The Unix/Linux System Interface

Part of 22C:169, Computer Security Notes
by Douglas W. Jones
THE UNIVERSITY OF IOWA Department of Computer Science

General

On any Unix or Linux system, the command man xxx will give you the "man page" for the xxx command, subroutine or system call. This is a page from the Unix Programmer's Reference Manual as customized for that system.

The manual is divided into sections. You can restrict your search to one section of the manual using commands such as the following:

man 1 xxx -- looks for xxx as a command
man 2 xxx -- looks for xxx as a system call
man 3 xxx -- looks for xxx in the standard library

Here, we're concerned with section 2 of the manual, documenting the system calls.

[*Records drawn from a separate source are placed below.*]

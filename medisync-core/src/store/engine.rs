use std::sync::{Arc, Mutex, MutexGuard, PoisonError};

use serde_json::Value;
use tokio::sync::{broadcast, watch};

use super::merge::MergePolicy;
use super::pending::{PendingOp, PendingQueue};
use super::{NoticeKind, StoreConfig, SyncNotice};
use crate::error::{GatewayError, RemoteError, StoreError};
use crate::gateway::{CollectionGateway, Disposer};
use crate::models::{apply_patch, to_fields, Entity, Record, RecordId, SyncStatus};
use crate::order::Direction;
use crate::remote::{merge_fields, Document, Fields};

struct StoreState<E> {
    records: Vec<Record<E>>,
    is_loading: bool,
    is_initialized: bool,
    subscription: Option<Disposer>,
    /// Bumped by every cleanup; completions from an older epoch are dropped
    epoch: u64,
    pending: PendingQueue,
}

impl<E> StoreState<E> {
    fn position(&self, id: &str) -> Option<usize> {
        self.records.iter().position(|r| r.id.as_str() == id)
    }
}

struct Shared<E> {
    state: Mutex<StoreState<E>>,
    revision: watch::Sender<u64>,
    notices: broadcast::Sender<SyncNotice>,
}

impl<E: Entity> Shared<E> {
    fn lock(&self) -> MutexGuard<'_, StoreState<E>> {
        self.state.lock().unwrap_or_else(PoisonError::into_inner)
    }

    fn changed(&self) {
        self.revision.send_modify(|rev| *rev += 1);
    }

    fn notify(&self, record_id: &str, kind: NoticeKind) {
        // No receivers is fine
        let _ = self.notices.send(SyncNotice {
            collection: E::COLLECTION,
            record_id: record_id.to_string(),
            kind,
        });
    }

    fn apply_snapshot(&self, epoch: u64, policy: MergePolicy, docs: Vec<Document>) {
        let incoming: Vec<Record<E>> = docs
            .into_iter()
            .filter_map(|doc| {
                let id = doc.id.clone();
                match Record::from_document(doc) {
                    Ok(record) => Some(record),
                    Err(e) => {
                        tracing::warn!(
                            "Skipping malformed {} document {}: {}",
                            E::COLLECTION,
                            id,
                            e
                        );
                        None
                    }
                }
            })
            .collect();

        let count = {
            let mut state = self.lock();
            if state.epoch != epoch {
                return;
            }
            let local = std::mem::take(&mut state.records);
            state.records = policy.merge(local, incoming);
            state.is_initialized = true;
            state.is_loading = false;
            state.records.len()
        };
        self.changed();
        tracing::debug!("Applied {} snapshot: {} record(s)", E::COLLECTION, count);
    }
}

/// Optimistic, reconciling store for one entity type.
///
/// Clones share the same state. The mutex guarding it is never held across
/// an await, so the local effect of each operation lands before its remote
/// call suspends.
pub struct EntityStore<E: Entity> {
    gateway: CollectionGateway,
    config: StoreConfig,
    shared: Arc<Shared<E>>,
}

impl<E: Entity> Clone for EntityStore<E> {
    fn clone(&self) -> Self {
        Self {
            gateway: self.gateway.clone(),
            config: self.config,
            shared: Arc::clone(&self.shared),
        }
    }
}

fn invalid<E: Entity>(err: serde_json::Error) -> StoreError {
    StoreError::InvalidPatch {
        collection: E::COLLECTION.to_string(),
        reason: err.to_string(),
    }
}

/// Builds a retry patch from the current local values of the failed keys.
fn refresh_patch<E: Entity>(record: &Record<E>, failed: &Fields) -> Fields {
    let current = to_fields(&record.data).unwrap_or_default();
    failed
        .iter()
        .map(|(key, value)| {
            let value = current.get(key).cloned().unwrap_or_else(|| value.clone());
            (key.clone(), value)
        })
        .collect()
}
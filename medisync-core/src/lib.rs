//! MediSync Core Library
//!
//! Clinic entity models, an owner-scoped gateway over a remote document
//! store, and optimistic entity stores that keep user edits across failed
//! writes.

pub mod error;
pub mod gateway;
pub mod identity;
pub mod lifecycle;
pub mod models;
pub mod order;
pub mod registry;
pub mod remote;
pub mod store;

#[cfg(test)]
mod testing;

pub use error::{GatewayError, RemoteError, StoreError};
pub use gateway::{CollectionGateway, Disposer, Subscription};
pub use identity::{IdentityProvider, IdentityState, OwnerId, Session};
pub use lifecycle::Coordinator;
pub use models::{
    Appointment, AppointmentStatus, Attendance, AttendanceStatus, Entity, Feedback, InventoryItem,
    Invoice, InvoiceItem, InvoiceStatus, Patient, Record, RecordId, Report, Salary, Settings,
    Staff, SyncStatus, UsageRecord,
};
pub use order::{Direction, OrderBy};
pub use registry::{InitReport, ManagedStore, StoreRegistry, Stores};
pub use remote::{AccessPolicy, Document, Fields, HttpStore, MemoryStore, Query, RemoteStore};
pub use store::{EntityStore, MergePolicy, NoticeKind, StoreConfig, SyncNotice};

pub fn version() -> &'static str {
    env!("CARGO_PKG_VERSION")
}

#[cfg(test)]
mod tests {
    use super::*;

    #[test]
    fn test_version() {
        assert!(!version().is_empty());
    }
}
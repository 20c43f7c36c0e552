use serde::{Deserialize, Serialize};

use super::record::Entity;
use crate::order::OrderBy;

/// Clinic-wide settings. Usually a single record per owner.
#[derive(Debug, Clone, Serialize, Deserialize, PartialEq)]
pub struct Settings {
    pub clinic_name: String,
    #[serde(default)]
    pub address: Option<String>,
    #[serde(default)]
    pub phone: Option<String>,
    #[serde(default)]
    pub email: Option<String>,
    #[serde(default = "default_currency")]
    pub currency: String,
    #[serde(default)]
    pub working_hours: Option<String>,
    #[serde(default)]
    pub appointment_slot_minutes: Option<u32>,
}

fn default_currency() -> String {
    "USD".to_string()
}

impl Entity for Settings {
    const COLLECTION: &'static str = "settings";
    const ORDER: OrderBy = OrderBy::desc("updated_at");
}

impl Settings {
    pub fn new(clinic_name: impl Into<String>) -> Self {
        Self {
            clinic_name: clinic_name.into(),
            address: None,
            phone: None,
            email: None,
            currency: default_currency(),
            working_hours: None,
            appointment_slot_minutes: None,
        }
    }
}
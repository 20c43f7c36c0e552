//! Ties the stores to the session.
//!
//! A [`Coordinator`] builds one [`Stores`] per session and follows the
//! session's identity: every store is initialized on sign-in, cleaned up on
//! sign-out, and both on a switch between identities. Dropping the
//! coordinator cleans everything up.

use std::sync::Arc;

use tokio::sync::watch;
use tokio::task::JoinHandle;

use crate::gateway::CollectionGateway;
use crate::identity::{OwnerId, Session};
use crate::registry::{InitReport, StoreRegistry, Stores};
use crate::remote::RemoteStore;
use crate::store::StoreConfig;

pub struct Coordinator {
    session: Session,
    stores: Stores,
    registry: StoreRegistry,
    watcher: Option<JoinHandle<()>>,
}

impl Coordinator {
    pub fn new(remote: Arc<dyn RemoteStore>, session: Session, config: StoreConfig) -> Self {
        let gateway = CollectionGateway::new(remote, Arc::new(session.clone()));
        let stores = Stores::new(&gateway, config);
        let registry = stores.registry();
        Self {
            session,
            stores,
            registry,
            watcher: None,
        }
    }

    pub fn stores(&self) -> &Stores {
        &self.stores
    }

    pub fn registry(&self) -> &StoreRegistry {
        &self.registry
    }

    pub fn session(&self) -> &Session {
        &self.session
    }

    /// Starts following the session. Stores are initialized right away if
    /// someone is already signed in. Calling this again restarts the watcher.
    pub fn start(&mut self) {
        if let Some(task) = self.watcher.take() {
            task.abort();
        }
        let registry = self.registry.clone();
        let identity = self.session.watch();
        self.watcher = Some(tokio::spawn(follow_identity(registry, identity)));
    }

    /// Signs in and initializes every store, returning once all of them
    /// have attempted their subscription. For one-shot callers that do not
    /// need [`Coordinator::start`].
    pub async fn open(&self, owner: impl Into<OwnerId>) -> InitReport {
        self.session.sign_in(owner);
        self.registry.initialize_all().await
    }

    /// Replays every store's queued writes, typically after the connection
    /// comes back. Returns how many reached the server.
    pub async fn reconnected(&self) -> usize {
        let synced = self.registry.retry_all().await;
        tracing::info!("Reconnected: {} queued write(s) synced", synced);
        synced
    }

    /// Stops following the session and cleans up every store.
    pub fn shutdown(self) {
        drop(self);
    }

    fn stop(&mut self) {
        if let Some(task) = self.watcher.take() {
            task.abort();
        }
        self.registry.cleanup_all();
    }
}

impl Drop for Coordinator {
    fn drop(&mut self) {
        self.stop();
    }
}

async fn follow_identity(registry: StoreRegistry, mut identity: watch::Receiver<Option<OwnerId>>) {
    let mut current = identity.borrow_and_update().clone();
    if let Some(owner) = &current {
        tracing::info!("Signed in as {}, initializing stores", owner);
        registry.initialize_all().await;
    }

    while identity.changed().await.is_ok() {
        let next = identity.borrow_and_update().clone();
        if next == current {
            continue;
        }
        if current.is_some() {
            tracing::info!("Identity changed, cleaning up stores");
            registry.cleanup_all();
        }
        if let Some(owner) = &next {
            tracing::info!("Signed in as {}, initializing stores", owner);
            registry.initialize_all().await;
        }
        current = next;
    }
}

#[cfg(test)]
mod tests {
    use super::*;
    use crate::models::Patient;
    use crate::remote::{Document, MemoryStore};
    use crate::testing::{fields, wait_until, OWNER};
    use serde_json::json;

    fn seeded() -> MemoryStore {
        let remote = MemoryStore::new();
        remote.insert_document(
            "patients",
            Document::new("a1", fields(json!({"owner_id": OWNER, "name": "Ada"}))),
        );
        remote.insert_document(
            "patients",
            Document::new("b1", fields(json!({"owner_id": "clinic-b", "name": "Bob"}))),
        );
        remote
    }

    fn names(coordinator: &Coordinator) -> Vec<String> {
        coordinator
            .stores()
            .patients
            .records()
            .into_iter()
            .map(|r| r.data.name)
            .collect()
    }

    #[tokio::test]
    async fn test_identity_switch_reinitializes_stores() {
        let remote = seeded();
        let session = Session::signed_in(OWNER);
        let mut coordinator =
            Coordinator::new(Arc::new(remote.clone()), session.clone(), StoreConfig::default());
        coordinator.start();

        assert!(wait_until(|| names(&coordinator) == vec!["Ada".to_string()]).await);

        session.sign_in("clinic-b");
        assert!(wait_until(|| names(&coordinator) == vec!["Bob".to_string()]).await);
        assert!(wait_until(|| remote.active_listeners("patients") == 1).await);

        session.sign_out();
        assert!(wait_until(|| !coordinator.stores().patients.is_initialized()).await);
        assert!(coordinator.stores().patients.is_empty());
    }

    #[tokio::test]
    async fn test_start_while_signed_out_waits_for_sign_in() {
        let remote = seeded();
        let session = Session::new();
        let mut coordinator =
            Coordinator::new(Arc::new(remote.clone()), session.clone(), StoreConfig::default());
        coordinator.start();

        tokio::time::sleep(std::time::Duration::from_millis(20)).await;
        assert!(!coordinator.stores().patients.is_initialized());

        session.sign_in(OWNER);
        assert!(wait_until(|| names(&coordinator) == vec!["Ada".to_string()]).await);
    }

    #[tokio::test]
    async fn test_reconnected_replays_failed_writes() {
        let remote = MemoryStore::new();
        let coordinator = Coordinator::new(
            Arc::new(remote.clone()),
            Session::new(),
            StoreConfig::default(),
        );
        assert!(coordinator.open(OWNER).await.is_complete());
        let patients = coordinator.stores().patients.clone();
        patients.ready().await;

        remote.set_offline(true);
        let id = patients.add(Patient::new("Ada")).await.unwrap();
        assert!(id.is_pending());
        assert!(patients.records()[0].sync.is_flagged());

        remote.set_offline(false);
        assert_eq!(coordinator.reconnected().await, 1);
        assert!(wait_until(|| {
            let records = patients.records();
            records.len() == 1 && !records[0].is_pending() && !records[0].sync.is_flagged()
        })
        .await);
        assert_eq!(remote.documents("patients").len(), 1);
    }

    #[tokio::test]
    async fn test_drop_cleans_up_stores() {
        let remote = seeded();
        let coordinator = Coordinator::new(
            Arc::new(remote.clone()),
            Session::new(),
            StoreConfig::default(),
        );
        coordinator.open(OWNER).await;
        let patients = coordinator.stores().patients.clone();
        patients.ready().await;
        assert_eq!(patients.len(), 1);

        drop(coordinator);
        assert!(patients.is_empty());
        assert!(wait_until(|| remote.active_listeners("patients") == 0).await);
    }
}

Modifying a Process's Memory Resources

A process can modify its memory resources using the following kernel calls

char * brk( const char *addr )

Given addr, a memory address within the range of virtual addresses assigned to the data segment, if addr is outside of the currently allocated data, enlarge the data segment to include addr, or if addr is in the currently allocated data segment, shrink the segment so that it just includes addr and no more. This returns a pointer to the new end of the data segment, which is generally not equal to addr because of rounding to a page boundary.

char * sbrk( int incr )

Enlarge the data segment by incr bytes. This returns a pointer to the first byte of the block of memory that resulted from enlarging the data segment. sbrk(0) therefore returns a pointer to the current end of the data segment.

Note that most users never call sbrk(); rather, users use some kind of heap manager in the standard library for whatever programming language they are using. This manager is expected to call sbrk() when it needs to enlarge the heap. For example, C and C++ programmers may call malloc() and free() to allocate and deallocate space for objects on the heap. Usually, C++ programmers don't even do this, because C++ automatically calls malloc() at the start of the initializer method for objects of each class.

int execve( const char * path, char * const argv[], char * const envp[] )

This kernel call causes the process to abandon its former code, data and stack segments. The file named by the character string path is opened; if this file is an executable and begins with an object file header, the code segment of that file is mapped into memory as the new read-only executable code segment, and the data segment of that file is used as the initial value of the new read-write data segment. A new empty stack segment is then allocated and initialized with the strings in the arrays argv and envp, and new arrays of pointers to these copies are created and pointers to these two arrays are passed as parameters to the main program in the new code segment.

If the open file is executable and begins with the "magic" characters #!, the file is interpreted as a file that is supposed to be submitted to an interpreter. The bytes immediately following the !# characters, up until the next blank or end of line, are taken as the name of an interpreter, and this interpreter is executed. The interpreter gets the name of the execved file as its first argment, so it may open that file and execute it. Other arguments provided by the caller to execve are shifted over to allow for this.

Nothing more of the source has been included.